Colt Peddie

"eventually, you will reach the point where you are reporting to your leaders what you are doing, instead of being told constantly what you should be doing."

As part of the Teenacers’ series on how young professionals and young adults can help teens, I had the pleasure of interviewing Colten Peddie, with NutrienColten has been a Cybersecurity Analyst at Nutrien (Formerly Agrium and Potashcorp) since May of 2017. Nutrien is one of the world’s largest producers and distributors of crop nutrients for agricultural purposes such as potash, nitrogen, and phosphate, with over 20,000 employees worldwide. Prior to working at Nutrien, Colten studied Information Technology with a major in Computer Systems at SAIT. While studying at SAIT, he gained a passion for Cybersecurity, and eventually decided to pursue a career in the field. During his time at Nutrien, Colten has had the opportunity to be a youth leader within the team of analysts, assisting with co-op student hires and training. Since Cybersecurity is generally a field that has more older folks than younger student-types, it was a great honor for Colten to be able to be a part of the field at such a young age while also honing other young talent. 

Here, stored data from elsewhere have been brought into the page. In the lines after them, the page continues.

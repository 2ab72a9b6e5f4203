//! Service description at `/`.

use axum::Json;
use serde::Serialize;

#[derive(Debug, Clone, Serialize)]
pub struct ServiceInfo {
    pub name: &'static str,
    pub version: &'static str,
    pub endpoints: Vec<&'static str>,
}

pub async fn index() -> Json<ServiceInfo> {
    Json(ServiceInfo {
        name: "msgsearch",
        version: env!("CARGO_PKG_VERSION"),
        endpoints: vec!["/health", "/messages/?skip=&limit=", "/search?q=&page=&page_size="],
    })
}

From your experience, what would you say are the top 3 challenges teens or young adults face today when they enter the workforce? Can you articulate this from your industry’s / field’s perspective?

Personally, I’d say that the top three challenges in my particular industry are as follows:

 

The barrier for entry. Since cybersecurity is such an intense field of work, it requires a high degree of knowledge and capability to learn constantly. This alone makes it difficult to break into the industry without starting at a very low level. 

 

There is not very much room for error in cybersecurity. Security operations and projects are generally very high stakes. An error can potentially cost millions of dollars, a loss in company reputation, or even the loss of a life. This makes it very hard for a newcomer to feel confident in their work, as they may feel very afraid of making mistakes. 

 

The need to be constantly learning new things to maintain relevancy. Information technology evolves at such a rapid rate, meaning that you’ll need to put in a lot of extra curricular work and training in order to stay on top of the game. This can be a turn off for some young adults looking for a job where you can utilize the same techniques for years on end. 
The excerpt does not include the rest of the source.